Work order =
Within the material below, filter for lines that hold the word "environment".

Information given =
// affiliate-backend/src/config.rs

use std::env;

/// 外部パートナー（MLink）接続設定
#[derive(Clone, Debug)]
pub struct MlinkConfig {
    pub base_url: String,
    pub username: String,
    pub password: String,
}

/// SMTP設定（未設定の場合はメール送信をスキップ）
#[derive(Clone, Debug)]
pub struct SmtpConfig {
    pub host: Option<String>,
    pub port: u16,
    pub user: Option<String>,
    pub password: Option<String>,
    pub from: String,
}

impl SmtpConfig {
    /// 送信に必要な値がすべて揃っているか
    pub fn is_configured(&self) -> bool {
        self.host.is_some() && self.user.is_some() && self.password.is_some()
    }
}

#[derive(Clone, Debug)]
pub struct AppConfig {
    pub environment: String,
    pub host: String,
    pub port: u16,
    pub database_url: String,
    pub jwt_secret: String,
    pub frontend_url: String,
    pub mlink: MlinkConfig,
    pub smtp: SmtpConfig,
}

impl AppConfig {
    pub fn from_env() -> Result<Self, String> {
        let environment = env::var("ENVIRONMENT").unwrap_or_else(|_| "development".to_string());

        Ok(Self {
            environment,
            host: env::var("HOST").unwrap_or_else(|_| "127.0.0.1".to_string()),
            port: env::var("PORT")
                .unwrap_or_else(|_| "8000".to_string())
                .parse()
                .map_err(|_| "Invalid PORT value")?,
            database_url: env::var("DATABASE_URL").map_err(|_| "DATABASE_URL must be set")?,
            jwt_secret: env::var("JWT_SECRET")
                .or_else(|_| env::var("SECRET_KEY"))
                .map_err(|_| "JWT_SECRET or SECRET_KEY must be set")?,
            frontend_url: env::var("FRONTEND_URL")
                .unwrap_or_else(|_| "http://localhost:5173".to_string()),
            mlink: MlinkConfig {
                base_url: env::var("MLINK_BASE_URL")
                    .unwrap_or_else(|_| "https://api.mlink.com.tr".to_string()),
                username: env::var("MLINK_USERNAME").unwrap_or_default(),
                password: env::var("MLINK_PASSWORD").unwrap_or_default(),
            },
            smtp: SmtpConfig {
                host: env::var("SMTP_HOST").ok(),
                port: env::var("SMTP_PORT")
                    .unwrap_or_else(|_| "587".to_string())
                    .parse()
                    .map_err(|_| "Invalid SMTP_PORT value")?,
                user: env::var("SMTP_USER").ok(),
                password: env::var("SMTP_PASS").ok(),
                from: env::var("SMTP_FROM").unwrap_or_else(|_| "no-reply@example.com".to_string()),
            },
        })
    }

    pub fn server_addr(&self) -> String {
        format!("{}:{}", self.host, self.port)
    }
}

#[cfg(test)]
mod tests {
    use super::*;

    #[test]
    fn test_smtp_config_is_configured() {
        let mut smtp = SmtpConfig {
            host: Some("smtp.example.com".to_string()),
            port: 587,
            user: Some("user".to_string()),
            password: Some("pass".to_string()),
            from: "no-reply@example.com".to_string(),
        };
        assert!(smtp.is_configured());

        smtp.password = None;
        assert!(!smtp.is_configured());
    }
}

Exercise solution =
    pub environment: String,
        let environment = env::var("ENVIRONMENT").unwrap_or_else(|_| "development".to_string());
            environment,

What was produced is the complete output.